Saved data entries:
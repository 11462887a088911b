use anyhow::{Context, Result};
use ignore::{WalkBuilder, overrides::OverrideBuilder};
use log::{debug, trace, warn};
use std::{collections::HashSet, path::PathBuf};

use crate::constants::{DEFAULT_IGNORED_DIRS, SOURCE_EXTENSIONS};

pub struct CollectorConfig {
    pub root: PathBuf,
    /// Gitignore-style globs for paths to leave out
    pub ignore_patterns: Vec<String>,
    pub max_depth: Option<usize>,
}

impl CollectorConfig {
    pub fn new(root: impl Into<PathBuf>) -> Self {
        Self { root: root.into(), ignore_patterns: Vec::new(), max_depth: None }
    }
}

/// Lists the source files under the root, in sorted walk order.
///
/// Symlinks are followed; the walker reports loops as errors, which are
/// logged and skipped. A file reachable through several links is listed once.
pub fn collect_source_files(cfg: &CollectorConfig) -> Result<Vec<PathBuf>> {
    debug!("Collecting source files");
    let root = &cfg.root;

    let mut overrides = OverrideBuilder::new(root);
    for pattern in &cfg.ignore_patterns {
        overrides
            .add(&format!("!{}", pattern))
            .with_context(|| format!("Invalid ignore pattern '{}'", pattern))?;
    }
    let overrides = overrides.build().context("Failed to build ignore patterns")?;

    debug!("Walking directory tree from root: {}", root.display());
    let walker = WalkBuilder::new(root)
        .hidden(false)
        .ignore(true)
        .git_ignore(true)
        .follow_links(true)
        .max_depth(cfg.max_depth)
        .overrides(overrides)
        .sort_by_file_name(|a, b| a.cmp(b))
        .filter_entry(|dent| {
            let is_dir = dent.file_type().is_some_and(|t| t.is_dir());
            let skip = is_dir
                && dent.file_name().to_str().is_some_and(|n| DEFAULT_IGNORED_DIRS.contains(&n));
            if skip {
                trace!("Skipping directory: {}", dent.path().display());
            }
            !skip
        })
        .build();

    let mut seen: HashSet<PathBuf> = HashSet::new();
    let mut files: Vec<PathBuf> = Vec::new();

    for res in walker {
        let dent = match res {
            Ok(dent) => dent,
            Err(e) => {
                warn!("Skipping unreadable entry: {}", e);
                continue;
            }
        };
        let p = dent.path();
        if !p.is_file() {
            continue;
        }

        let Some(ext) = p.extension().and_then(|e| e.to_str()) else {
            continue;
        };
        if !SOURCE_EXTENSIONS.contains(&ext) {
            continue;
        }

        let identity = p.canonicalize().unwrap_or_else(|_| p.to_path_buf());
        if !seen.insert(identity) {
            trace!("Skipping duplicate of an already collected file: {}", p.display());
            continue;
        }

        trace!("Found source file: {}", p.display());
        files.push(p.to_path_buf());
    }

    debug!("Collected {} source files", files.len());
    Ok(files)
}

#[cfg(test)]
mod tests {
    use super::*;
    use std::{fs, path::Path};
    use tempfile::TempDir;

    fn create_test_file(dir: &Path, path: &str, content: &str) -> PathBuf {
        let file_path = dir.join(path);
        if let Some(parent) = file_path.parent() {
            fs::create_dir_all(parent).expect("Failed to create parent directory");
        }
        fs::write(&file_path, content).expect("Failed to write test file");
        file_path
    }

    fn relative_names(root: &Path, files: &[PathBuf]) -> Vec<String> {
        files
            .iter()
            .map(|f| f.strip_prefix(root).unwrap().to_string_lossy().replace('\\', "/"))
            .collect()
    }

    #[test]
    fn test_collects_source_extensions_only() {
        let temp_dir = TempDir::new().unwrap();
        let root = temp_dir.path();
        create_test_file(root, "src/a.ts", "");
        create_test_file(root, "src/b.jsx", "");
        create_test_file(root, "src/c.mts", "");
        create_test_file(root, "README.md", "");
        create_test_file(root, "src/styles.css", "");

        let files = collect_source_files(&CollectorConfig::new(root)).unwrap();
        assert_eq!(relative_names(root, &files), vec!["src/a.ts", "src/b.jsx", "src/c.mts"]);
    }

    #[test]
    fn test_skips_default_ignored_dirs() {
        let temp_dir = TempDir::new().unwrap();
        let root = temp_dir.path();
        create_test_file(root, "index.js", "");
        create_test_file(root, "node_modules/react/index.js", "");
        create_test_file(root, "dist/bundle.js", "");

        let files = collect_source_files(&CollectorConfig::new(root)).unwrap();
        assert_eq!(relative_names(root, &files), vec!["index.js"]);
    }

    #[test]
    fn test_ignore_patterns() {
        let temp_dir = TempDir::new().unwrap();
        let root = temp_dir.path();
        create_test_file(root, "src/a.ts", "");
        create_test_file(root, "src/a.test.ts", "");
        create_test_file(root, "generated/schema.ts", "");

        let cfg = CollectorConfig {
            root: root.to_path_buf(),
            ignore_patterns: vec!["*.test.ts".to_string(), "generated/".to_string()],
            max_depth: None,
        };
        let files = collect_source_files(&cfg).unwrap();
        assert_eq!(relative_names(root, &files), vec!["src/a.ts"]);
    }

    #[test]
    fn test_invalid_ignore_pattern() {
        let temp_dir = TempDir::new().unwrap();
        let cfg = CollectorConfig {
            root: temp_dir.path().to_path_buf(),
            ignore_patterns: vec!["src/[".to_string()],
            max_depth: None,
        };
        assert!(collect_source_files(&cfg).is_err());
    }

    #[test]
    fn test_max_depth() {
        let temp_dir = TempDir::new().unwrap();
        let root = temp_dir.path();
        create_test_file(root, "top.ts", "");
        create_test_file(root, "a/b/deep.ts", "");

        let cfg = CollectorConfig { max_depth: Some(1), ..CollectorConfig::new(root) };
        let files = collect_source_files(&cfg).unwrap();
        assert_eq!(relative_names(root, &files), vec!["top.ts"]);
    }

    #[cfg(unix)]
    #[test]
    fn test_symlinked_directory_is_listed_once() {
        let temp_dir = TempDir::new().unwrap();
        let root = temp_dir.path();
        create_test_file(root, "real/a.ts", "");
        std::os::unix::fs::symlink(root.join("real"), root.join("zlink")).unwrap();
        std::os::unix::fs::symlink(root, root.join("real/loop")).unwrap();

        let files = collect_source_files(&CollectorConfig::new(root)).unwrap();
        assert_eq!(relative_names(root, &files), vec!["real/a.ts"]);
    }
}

* * *

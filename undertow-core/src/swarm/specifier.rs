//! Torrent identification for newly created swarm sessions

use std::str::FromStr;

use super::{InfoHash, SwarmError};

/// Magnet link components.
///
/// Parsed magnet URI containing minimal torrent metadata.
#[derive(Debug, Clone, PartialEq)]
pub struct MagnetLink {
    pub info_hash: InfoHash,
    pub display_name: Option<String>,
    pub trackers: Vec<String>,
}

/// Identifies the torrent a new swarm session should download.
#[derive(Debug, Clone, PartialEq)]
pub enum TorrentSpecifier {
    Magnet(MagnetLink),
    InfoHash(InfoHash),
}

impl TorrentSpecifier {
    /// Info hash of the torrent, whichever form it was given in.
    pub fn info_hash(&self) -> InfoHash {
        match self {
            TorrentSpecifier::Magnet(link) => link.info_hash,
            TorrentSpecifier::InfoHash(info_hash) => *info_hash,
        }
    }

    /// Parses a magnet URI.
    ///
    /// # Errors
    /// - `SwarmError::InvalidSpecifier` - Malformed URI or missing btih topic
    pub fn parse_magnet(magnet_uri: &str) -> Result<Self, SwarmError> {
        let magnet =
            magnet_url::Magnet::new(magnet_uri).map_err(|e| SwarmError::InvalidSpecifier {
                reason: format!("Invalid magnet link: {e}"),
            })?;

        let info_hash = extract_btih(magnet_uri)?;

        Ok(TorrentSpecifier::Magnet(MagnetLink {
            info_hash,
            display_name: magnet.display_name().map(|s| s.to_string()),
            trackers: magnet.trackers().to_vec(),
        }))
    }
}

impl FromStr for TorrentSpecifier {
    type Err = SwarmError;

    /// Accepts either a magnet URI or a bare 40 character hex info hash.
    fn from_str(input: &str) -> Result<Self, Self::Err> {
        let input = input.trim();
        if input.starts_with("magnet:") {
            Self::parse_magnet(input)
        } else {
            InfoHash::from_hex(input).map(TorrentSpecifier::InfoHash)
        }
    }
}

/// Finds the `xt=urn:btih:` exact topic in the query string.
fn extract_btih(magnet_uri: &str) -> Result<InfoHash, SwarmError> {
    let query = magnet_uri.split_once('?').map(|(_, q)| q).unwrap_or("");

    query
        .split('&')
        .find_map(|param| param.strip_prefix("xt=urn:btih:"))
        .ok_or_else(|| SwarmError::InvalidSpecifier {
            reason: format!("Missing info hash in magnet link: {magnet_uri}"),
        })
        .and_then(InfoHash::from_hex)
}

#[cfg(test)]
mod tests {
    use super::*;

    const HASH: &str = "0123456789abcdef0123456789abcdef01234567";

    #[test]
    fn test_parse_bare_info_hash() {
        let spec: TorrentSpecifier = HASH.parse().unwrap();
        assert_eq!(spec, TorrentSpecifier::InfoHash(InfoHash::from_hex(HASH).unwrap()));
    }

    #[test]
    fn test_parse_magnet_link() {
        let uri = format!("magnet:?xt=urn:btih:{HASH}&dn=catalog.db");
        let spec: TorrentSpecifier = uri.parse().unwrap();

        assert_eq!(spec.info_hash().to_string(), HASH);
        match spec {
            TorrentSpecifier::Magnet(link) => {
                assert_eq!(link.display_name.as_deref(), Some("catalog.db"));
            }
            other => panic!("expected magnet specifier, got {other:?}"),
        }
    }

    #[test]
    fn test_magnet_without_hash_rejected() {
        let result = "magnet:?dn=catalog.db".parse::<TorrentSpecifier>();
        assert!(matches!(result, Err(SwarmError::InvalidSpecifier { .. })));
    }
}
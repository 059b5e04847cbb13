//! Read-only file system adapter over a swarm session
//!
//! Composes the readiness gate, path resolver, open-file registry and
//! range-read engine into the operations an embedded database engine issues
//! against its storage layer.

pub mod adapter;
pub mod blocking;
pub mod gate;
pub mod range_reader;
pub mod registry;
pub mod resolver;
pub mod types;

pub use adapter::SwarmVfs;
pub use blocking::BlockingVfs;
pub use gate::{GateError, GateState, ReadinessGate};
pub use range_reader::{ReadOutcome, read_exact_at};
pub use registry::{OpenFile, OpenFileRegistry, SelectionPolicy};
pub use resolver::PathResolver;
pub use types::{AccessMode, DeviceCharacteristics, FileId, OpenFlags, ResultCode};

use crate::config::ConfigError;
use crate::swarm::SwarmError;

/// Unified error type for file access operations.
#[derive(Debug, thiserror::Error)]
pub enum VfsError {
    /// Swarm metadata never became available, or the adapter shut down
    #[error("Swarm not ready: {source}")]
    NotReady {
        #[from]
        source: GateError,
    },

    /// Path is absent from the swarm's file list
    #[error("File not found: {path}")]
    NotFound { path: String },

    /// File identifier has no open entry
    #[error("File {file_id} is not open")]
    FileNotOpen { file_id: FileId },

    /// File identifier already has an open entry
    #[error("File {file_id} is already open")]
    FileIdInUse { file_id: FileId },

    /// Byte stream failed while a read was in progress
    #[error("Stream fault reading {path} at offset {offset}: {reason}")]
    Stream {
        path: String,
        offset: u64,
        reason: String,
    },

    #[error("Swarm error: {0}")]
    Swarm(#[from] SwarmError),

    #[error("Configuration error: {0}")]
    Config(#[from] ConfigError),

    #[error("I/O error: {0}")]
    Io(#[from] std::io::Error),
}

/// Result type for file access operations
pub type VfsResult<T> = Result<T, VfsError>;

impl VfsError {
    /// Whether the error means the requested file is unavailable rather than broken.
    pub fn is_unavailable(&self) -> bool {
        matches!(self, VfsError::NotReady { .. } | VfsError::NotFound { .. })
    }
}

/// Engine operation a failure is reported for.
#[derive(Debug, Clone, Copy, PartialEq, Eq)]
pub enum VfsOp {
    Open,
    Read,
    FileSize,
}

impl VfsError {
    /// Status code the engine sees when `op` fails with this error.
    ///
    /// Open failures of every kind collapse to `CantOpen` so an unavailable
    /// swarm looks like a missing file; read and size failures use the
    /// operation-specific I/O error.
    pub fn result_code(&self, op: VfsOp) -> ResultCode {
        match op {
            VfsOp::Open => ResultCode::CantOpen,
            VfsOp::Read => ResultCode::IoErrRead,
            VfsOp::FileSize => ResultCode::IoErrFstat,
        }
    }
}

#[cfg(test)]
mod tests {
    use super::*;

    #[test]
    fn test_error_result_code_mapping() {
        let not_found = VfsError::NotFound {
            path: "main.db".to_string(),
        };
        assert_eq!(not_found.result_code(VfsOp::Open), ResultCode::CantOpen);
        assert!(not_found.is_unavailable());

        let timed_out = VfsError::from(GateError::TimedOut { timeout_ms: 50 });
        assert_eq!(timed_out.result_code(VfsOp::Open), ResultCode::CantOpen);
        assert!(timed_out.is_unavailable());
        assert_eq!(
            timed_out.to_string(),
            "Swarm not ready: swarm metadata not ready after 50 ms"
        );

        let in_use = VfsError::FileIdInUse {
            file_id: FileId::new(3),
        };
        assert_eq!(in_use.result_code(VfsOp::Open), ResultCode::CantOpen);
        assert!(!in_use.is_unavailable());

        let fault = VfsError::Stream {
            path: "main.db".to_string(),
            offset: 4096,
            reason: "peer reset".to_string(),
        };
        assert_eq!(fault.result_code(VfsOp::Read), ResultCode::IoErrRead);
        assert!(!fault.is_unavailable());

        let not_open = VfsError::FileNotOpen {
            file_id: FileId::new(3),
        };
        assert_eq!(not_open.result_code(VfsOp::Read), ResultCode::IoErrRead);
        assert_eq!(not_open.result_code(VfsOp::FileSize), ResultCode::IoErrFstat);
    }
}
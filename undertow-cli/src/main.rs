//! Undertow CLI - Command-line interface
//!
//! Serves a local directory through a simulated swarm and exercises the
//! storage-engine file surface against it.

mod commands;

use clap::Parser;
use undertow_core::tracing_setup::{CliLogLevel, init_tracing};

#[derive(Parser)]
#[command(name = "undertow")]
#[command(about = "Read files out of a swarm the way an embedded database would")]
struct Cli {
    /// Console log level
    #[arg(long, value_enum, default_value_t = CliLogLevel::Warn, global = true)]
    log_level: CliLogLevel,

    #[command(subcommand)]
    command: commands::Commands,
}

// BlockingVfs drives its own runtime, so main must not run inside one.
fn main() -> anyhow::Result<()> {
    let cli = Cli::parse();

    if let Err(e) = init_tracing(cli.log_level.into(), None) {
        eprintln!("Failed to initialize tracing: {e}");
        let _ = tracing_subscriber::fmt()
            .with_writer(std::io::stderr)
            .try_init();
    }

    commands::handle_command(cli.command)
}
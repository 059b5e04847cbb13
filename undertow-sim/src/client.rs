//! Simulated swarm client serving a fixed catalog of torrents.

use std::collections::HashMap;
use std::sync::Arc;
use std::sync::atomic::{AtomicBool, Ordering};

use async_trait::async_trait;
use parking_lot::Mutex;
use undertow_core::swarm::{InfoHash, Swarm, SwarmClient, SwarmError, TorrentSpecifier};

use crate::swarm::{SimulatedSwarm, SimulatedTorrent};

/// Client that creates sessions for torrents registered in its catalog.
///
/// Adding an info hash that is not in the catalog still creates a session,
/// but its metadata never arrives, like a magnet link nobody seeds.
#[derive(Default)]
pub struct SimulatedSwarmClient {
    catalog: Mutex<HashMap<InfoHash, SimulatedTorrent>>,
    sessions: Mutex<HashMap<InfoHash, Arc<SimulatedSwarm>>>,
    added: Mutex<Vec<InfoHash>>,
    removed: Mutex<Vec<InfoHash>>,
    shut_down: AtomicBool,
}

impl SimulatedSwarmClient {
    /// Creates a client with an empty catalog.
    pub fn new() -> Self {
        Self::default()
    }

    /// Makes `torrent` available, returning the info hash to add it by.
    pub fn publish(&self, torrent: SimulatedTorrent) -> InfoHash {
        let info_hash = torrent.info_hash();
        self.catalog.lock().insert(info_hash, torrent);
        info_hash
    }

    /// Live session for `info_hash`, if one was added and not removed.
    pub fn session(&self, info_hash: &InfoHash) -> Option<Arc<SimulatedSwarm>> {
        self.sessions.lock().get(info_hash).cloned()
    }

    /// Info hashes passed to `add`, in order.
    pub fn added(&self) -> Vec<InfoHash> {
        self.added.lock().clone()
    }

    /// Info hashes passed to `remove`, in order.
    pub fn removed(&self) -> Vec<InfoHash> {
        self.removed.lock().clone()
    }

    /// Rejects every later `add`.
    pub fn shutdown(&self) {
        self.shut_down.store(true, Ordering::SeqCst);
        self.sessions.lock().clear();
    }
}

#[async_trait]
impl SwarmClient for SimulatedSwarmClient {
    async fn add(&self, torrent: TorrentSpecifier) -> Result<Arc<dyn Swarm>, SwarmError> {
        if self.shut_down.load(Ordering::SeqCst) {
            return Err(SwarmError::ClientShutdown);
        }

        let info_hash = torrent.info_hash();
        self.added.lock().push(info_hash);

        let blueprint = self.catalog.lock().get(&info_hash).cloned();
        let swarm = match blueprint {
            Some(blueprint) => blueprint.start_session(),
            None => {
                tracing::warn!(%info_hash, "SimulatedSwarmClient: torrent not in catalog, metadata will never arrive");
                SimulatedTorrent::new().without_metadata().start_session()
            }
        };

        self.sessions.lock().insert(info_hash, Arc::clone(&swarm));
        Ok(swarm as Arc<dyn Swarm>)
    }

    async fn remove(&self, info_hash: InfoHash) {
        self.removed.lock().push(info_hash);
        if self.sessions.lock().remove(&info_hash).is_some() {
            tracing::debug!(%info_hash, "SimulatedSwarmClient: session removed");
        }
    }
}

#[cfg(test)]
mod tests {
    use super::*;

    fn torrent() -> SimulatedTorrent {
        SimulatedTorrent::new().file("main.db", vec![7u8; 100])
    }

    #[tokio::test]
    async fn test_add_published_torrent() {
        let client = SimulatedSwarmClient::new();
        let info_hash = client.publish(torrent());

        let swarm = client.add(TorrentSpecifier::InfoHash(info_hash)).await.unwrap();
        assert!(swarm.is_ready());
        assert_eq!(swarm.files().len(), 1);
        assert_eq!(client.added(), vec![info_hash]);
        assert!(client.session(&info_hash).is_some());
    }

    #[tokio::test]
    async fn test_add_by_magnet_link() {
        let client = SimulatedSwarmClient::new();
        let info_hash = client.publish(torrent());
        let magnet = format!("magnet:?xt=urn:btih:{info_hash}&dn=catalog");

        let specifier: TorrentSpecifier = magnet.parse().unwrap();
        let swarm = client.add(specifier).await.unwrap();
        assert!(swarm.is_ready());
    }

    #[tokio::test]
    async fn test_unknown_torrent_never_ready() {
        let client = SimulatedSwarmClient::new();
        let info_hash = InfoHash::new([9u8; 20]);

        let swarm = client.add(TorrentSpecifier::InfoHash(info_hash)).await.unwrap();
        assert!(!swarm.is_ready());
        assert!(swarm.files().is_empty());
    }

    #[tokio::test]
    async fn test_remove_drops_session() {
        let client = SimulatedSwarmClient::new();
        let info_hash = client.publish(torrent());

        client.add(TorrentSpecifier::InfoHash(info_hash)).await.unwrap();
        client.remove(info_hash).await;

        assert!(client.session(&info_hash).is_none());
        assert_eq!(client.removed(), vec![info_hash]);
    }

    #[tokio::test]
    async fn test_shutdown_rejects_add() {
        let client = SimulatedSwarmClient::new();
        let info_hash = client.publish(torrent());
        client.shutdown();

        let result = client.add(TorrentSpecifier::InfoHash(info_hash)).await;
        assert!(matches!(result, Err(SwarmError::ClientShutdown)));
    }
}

**Required work:** Among the records above, only the lines between the line holding "repository 11462887a088911b" and the line holding "let dent = match", inclusive, are to be output, exactly as written.

**Answer space:**
repository 11462887a088911b
use anyhow::{Context, Result};
use ignore::{WalkBuilder, overrides::OverrideBuilder};
use log::{debug, trace, warn};
use std::{collections::HashSet, path::PathBuf};

use crate::constants::{DEFAULT_IGNORED_DIRS, SOURCE_EXTENSIONS};

pub struct CollectorConfig {
    pub root: PathBuf,
    /// Gitignore-style globs for paths to leave out
    pub ignore_patterns: Vec<String>,
    pub max_depth: Option<usize>,
}

impl CollectorConfig {
    pub fn new(root: impl Into<PathBuf>) -> Self {
        Self { root: root.into(), ignore_patterns: Vec::new(), max_depth: None }
    }
}

/// Lists the source files under the root, in sorted walk order.
///
/// Symlinks are followed; the walker reports loops as errors, which are
/// logged and skipped. A file reachable through several links is listed once.
pub fn collect_source_files(cfg: &CollectorConfig) -> Result<Vec<PathBuf>> {
    debug!("Collecting source files");
    let root = &cfg.root;

    let mut overrides = OverrideBuilder::new(root);
    for pattern in &cfg.ignore_patterns {
        overrides
            .add(&format!("!{}", pattern))
            .with_context(|| format!("Invalid ignore pattern '{}'", pattern))?;
    }
    let overrides = overrides.build().context("Failed to build ignore patterns")?;

    debug!("Walking directory tree from root: {}", root.display());
    let walker = WalkBuilder::new(root)
        .hidden(false)
        .ignore(true)
        .git_ignore(true)
        .follow_links(true)
        .max_depth(cfg.max_depth)
        .overrides(overrides)
        .sort_by_file_name(|a, b| a.cmp(b))
        .filter_entry(|dent| {
            let is_dir = dent.file_type().is_some_and(|t| t.is_dir());
            let skip = is_dir
                && dent.file_name().to_str().is_some_and(|n| DEFAULT_IGNORED_DIRS.contains(&n));
            if skip {
                trace!("Skipping directory: {}", dent.path().display());
            }
            !skip
        })
        .build();

    let mut seen: HashSet<PathBuf> = HashSet::new();
    let mut files: Vec<PathBuf> = Vec::new();

    for res in walker {
        let dent = match res {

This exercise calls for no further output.